- **DESCRIPTION OF THE TASK**
Pull each line containing "struct" out of the listing below.
◇ ◇ ◇ ◇
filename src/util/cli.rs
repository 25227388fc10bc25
use std::net::SocketAddr;

use clap::Parser;

use crate::core::types::{ClientId, RedirectUri};

#[derive(Debug, Parser)]
#[clap(
    name = "tomiko-opd",
    version = env!("CARGO_PKG_VERSION"),
    author = env!("CARGO_PKG_AUTHORS")
)]
pub struct Config {
    /// Address to listen on.
    #[clap(long, env = "TOMIKO_BIND", default_value = "0.0.0.0:8080")]
    pub bind: SocketAddr,
    /// Fixed issuer URL. Defaults to `https://<Host header>`.
    #[clap(long, env = "TOMIKO_ISSUER")]
    pub issuer: Option<String>,
    /// Subject asserted for the resource owner.
    #[clap(long, env = "TOMIKO_DEV_SUBJECT", default_value = "1234567890")]
    pub subject: String,
    /// RSA private key (PEM) for signing id_tokens. Unsigned when absent.
    #[clap(long, env = "JWT_PRIVATE_KEY_FILE")]
    pub jwt_private_key_file: Option<String>,
    #[clap(long, env = "JWT_KEY_ID")]
    pub jwt_key_id: Option<String>,
    /// Registered client as `<client_id>=<redirect_uri>`. Repeatable.
    #[clap(
        long = "client",
        env = "TOMIKO_CLIENTS",
        use_value_delimiter = true,
        multiple_occurrences = true,
        parse(try_from_str = parse_client)
    )]
    pub client: Vec<(ClientId, RedirectUri)>,
    #[clap(long, env = "TOMIKO_SWEEP_INTERVAL_SECS", default_value = "15")]
    pub sweep_interval_secs: u64,
}

impl Config {
    pub fn clients(&self) -> Vec<(ClientId, RedirectUri)> {
        self.client.clone()
    }
}

fn parse_client(s: &str) -> Result<(ClientId, RedirectUri), String> {
    match s.split_once('=') {
        Some((id, uri)) if !id.is_empty() && !uri.is_empty() => {
            Ok((ClientId(id.to_string()), RedirectUri(uri.to_string())))
        }
        _ => Err(format!("expected <client_id>=<redirect_uri>, got {:?}", s)),
    }
}
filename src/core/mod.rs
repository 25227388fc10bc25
pub mod models;
pub mod types;
pub mod cli;
pub mod hash;
pub mod random;
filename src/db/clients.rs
use std::collections::{HashMap, HashSet};

use tracing::{event, Level};

use crate::auth::ClientRegistry;
use crate::core::types::{ClientId, RedirectUri};

/// Fixed set of clients and their redirect URIs, loaded from configuration.
#[derive(Debug, Default)]
pub struct StaticRegistry {
    uris: HashMap<ClientId, HashSet<RedirectUri>>,
}

impl StaticRegistry {
    pub fn new(clients: impl IntoIterator<Item = (ClientId, RedirectUri)>) -> Self {
        let mut uris: HashMap<ClientId, HashSet<RedirectUri>> = HashMap::new();
        for (id, uri) in clients {
            uris.entry(id).or_default().insert(uri);
        }
        Self { uris }
    }
}

impl ClientRegistry for StaticRegistry {
    fn check_redirect_uri(&self, client_id: &ClientId, uri: &RedirectUri) -> bool {
        self.uris
            .get(client_id)
            .map(|registered| registered.contains(uri))
            .unwrap_or(false)
    }
}

/// Accepts any client and redirect URI. Used when no clients are
/// configured; redirect targets are then entirely caller-controlled.
#[derive(Debug, Default)]
pub struct OpenRegistry;

impl ClientRegistry for OpenRegistry {
    fn check_redirect_uri(&self, client_id: &ClientId, _uri: &RedirectUri) -> bool {
        event!(Level::TRACE, client_id = ?client_id, "Accepting unregistered client");
        true
    }
}
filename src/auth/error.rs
#[derive(Debug, Clone, PartialEq)]
#[derive(serde::Serialize)]
pub struct ErrorResponse<K> {
    #[serde(rename = "error")]
    pub kind: K,
    #[serde(rename = "error_description")]
    #[serde(skip_serializing_if = "Option::is_none")]
    pub description: Option<String>,
}

/// Short, stable text describing an error kind to the caller.
pub trait Describe {
    fn describe(&self) -> &'static str;
    fn is_server_error(&self) -> bool;
}

impl<K: Describe> From<K> for ErrorResponse<K> {
    fn from(kind: K) -> Self {
        let description = Some(kind.describe().to_string());
        Self { kind, description }
    }
}
use crate::core::models::AuthorizationCodeRecord;
use crate::core::types::{ClientId, HashedAuthCode, RedirectUri};
use crate::provider::error::Error;

pub mod access_token;
pub mod authorization;
pub mod error;

pub use access_token::*;
pub use authorization::*;

/// Keyed, expiring, single-use storage for authorization codes.
///
/// `put` and `take_if_valid` must be linearizable with respect to each
/// other: of two concurrent takes of the same code, exactly one succeeds.
pub trait Store: Send + Sync {
    /// Inserts a record. An existing record under the same code is never
    /// overwritten; that case is reported as [`Error::DuplicateCode`].
    fn put(&self, record: AuthorizationCodeRecord) -> Result<(), Error>;

    /// Removes and returns the record if it exists and `now` is before its
    /// expiry. Unknown, expired and consumed codes all yield `None`.
    fn take_if_valid(&self, code: &HashedAuthCode, now: u64) -> Option<AuthorizationCodeRecord>;

    /// Drops records that expired without being consumed, returning how many
    /// were removed. Only reclaims memory.
    fn sweep_expired(&self, now: u64) -> usize;
}

/// Knows which redirect URIs each client has registered.
pub trait ClientRegistry: Send + Sync {
    fn check_redirect_uri(&self, client_id: &ClientId, uri: &RedirectUri) -> bool;
}
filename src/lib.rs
pub mod auth;
pub mod core;
pub mod db;
pub mod http;
pub mod oidc;
pub mod provider;
pub mod util;
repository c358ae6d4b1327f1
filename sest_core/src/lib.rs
//! SEST Core - Event Synchronization Engine
//!
//! This library drives independently-modeled service state machines under
//! fully controlled timing:
//! 1. **Ordering**: pending events ranked by (priority, scheduled time, send order)
//! 2. **Interception**: an ordered middleware chain that may drop or reshape events
//! 3. **Deferral**: transitions scheduled on the virtual clock, applied only when
//!    the caller advances time

pub mod priority_queue;
pub mod state_machine;
pub mod synchronizer;

// Re-export key types for convenience
pub use priority_queue::{Comparator, PriorityQueue};
pub use state_machine::{StateMachine, Transition, TransitionAction};
pub use synchronizer::{EventHandle, EventOrdering, EventSynchronizer, SyncConfig};
//! Common types for the SEST environment abstraction.

use serde::{Deserialize, Serialize};
use serde_json::Value;

/// Virtual time in integer ticks (conventionally milliseconds).
pub type VirtualTime = u64;

/// Event priority. Lower values are more urgent.
pub type Priority = i32;

/// Priority given to events that do not ask for one.
pub const DEFAULT_PRIORITY: Priority = 0;

/// Identifier assigned to an event when it is sent.
///
/// Ids are allocated sequentially per synchronizer, so they double as the
/// send order of events.
#[derive(Debug, Clone, Copy, PartialEq, Eq, Hash, PartialOrd, Ord, Serialize, Deserialize)]
pub struct EventId(pub u64);

impl std::fmt::Display for EventId {
    fn fmt(&self, f: &mut std::fmt::Formatter<'_>) -> std::fmt::Result {
        write!(f, "#{}", self.0)
    }
}

/// The live state of one service.
///
/// `status` is the discriminator transitions match against; `data` is an
/// arbitrary payload owned by the service's state machine. States are
/// replaced, never mutated in place, on every transition.
#[derive(Debug, Clone, PartialEq, Eq, Serialize, Deserialize)]
pub struct ServiceState {
    /// Current status (e.g. "idle", "processing")
    pub status: String,

    /// Arbitrary payload carried by the state
    pub data: Value,
}

impl ServiceState {
    /// Creates a state with the given status and data.
    pub fn new(status: impl Into<String>, data: Value) -> Self {
        Self {
            status: status.into(),
            data,
        }
    }

    /// Creates a state with the given status and `null` data.
    pub fn with_status(status: impl Into<String>) -> Self {
        Self::new(status, Value::Null)
    }
}

/// What a caller asks to deliver.
///
/// Built with [`EventRequest::new`] and refined with the `with_*` methods.
#[derive(Debug, Clone, PartialEq, Serialize, Deserialize)]
pub struct EventRequest {
    /// Target service name
    pub service: String,

    /// Event name matched against transitions
    pub name: String,

    /// Payload handed to the transition action
    pub payload: Value,

    /// Queue priority (lower = earlier)
    pub priority: Priority,

    /// Absolute virtual time at which the transition takes effect
    pub scheduled_at: Option<VirtualTime>,
}

impl EventRequest {
    /// Creates an immediate request with default priority.
    pub fn new(service: impl Into<String>, name: impl Into<String>, payload: Value) -> Self {
        Self {
            service: service.into(),
            name: name.into(),
            payload,
            priority: DEFAULT_PRIORITY,
            scheduled_at: None,
        }
    }

    /// Sets the queue priority.
    pub fn with_priority(mut self, priority: Priority) -> Self {
        self.priority = priority;
        self
    }

    /// Defers the transition until virtual time reaches `time`.
    pub fn scheduled_at(mut self, time: VirtualTime) -> Self {
        self.scheduled_at = Some(time);
        self
    }
}

/// An event in flight through the middleware chain and the pending queue.
///
/// Middleware receives it mutably and may reshape delivery (for example by
/// pushing `scheduled_at` later) before it is queued.
#[derive(Debug, Clone, PartialEq, Serialize, Deserialize)]
pub struct Event {
    /// Send-order identifier
    pub id: EventId,

    /// Target service name
    pub service: String,

    /// Event name matched against transitions
    pub name: String,

    /// Payload handed to the transition action
    pub payload: Value,

    /// Queue priority (lower = earlier)
    pub priority: Priority,

    /// Absolute virtual time at which the transition takes effect
    pub scheduled_at: Option<VirtualTime>,
}

impl Event {
    /// Builds an event from a request and its allocated id.
    pub fn from_request(id: EventId, request: EventRequest) -> Self {
        Self {
            id,
            service: request.service,
            name: request.name,
            payload: request.payload,
            priority: request.priority,
            scheduled_at: request.scheduled_at,
        }
    }

    /// Returns true if the transition is deferred to a later virtual time.
    pub fn is_deferred(&self) -> bool {
        self.scheduled_at.is_some()
    }
}

impl std::fmt::Display for Event {
    fn fmt(&self, f: &mut std::fmt::Formatter<'_>) -> std::fmt::Result {
        write!(f, "{} {}::{}", self.id, self.service, self.name)
    }
}

#[cfg(test)]
mod tests {
    use super::*;
    use serde_json::json;

    #[test]
    fn test_request_builder() {
        let request = EventRequest::new("serviceA", "start", json!({"x": 1}))
            .with_priority(3)
            .scheduled_at(1000);

        assert_eq!(request.service, "serviceA");
        assert_eq!(request.priority, 3);
        assert_eq!(request.scheduled_at, Some(1000));
    }

    #[test]
    fn test_event_from_request_defaults() {
        let request = EventRequest::new("serviceB", "request", Value::Null);
        let event = Event::from_request(EventId(7), request);

        assert_eq!(event.id, EventId(7));
        assert_eq!(event.priority, DEFAULT_PRIORITY);
        assert!(!event.is_deferred());
        assert_eq!(event.to_string(), "#7 serviceB::request");
    }

    #[test]
    fn test_service_state_clone_is_deep() {
        let original = ServiceState::new("idle", json!({"nested": {"count": 1}}));
        let mut copy = original.clone();
        copy.data["nested"]["count"] = json!(2);

        assert_eq!(original.data["nested"]["count"], json!(1));
    }
}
◇ ◇ ◇ ◇
- **WRITTEN SOLUTION**
pub struct Config {
pub struct StaticRegistry {
pub struct OpenRegistry;
pub struct ErrorResponse<K> {
pub struct EventId(pub u64);
pub struct ServiceState {
pub struct EventRequest {
pub struct Event {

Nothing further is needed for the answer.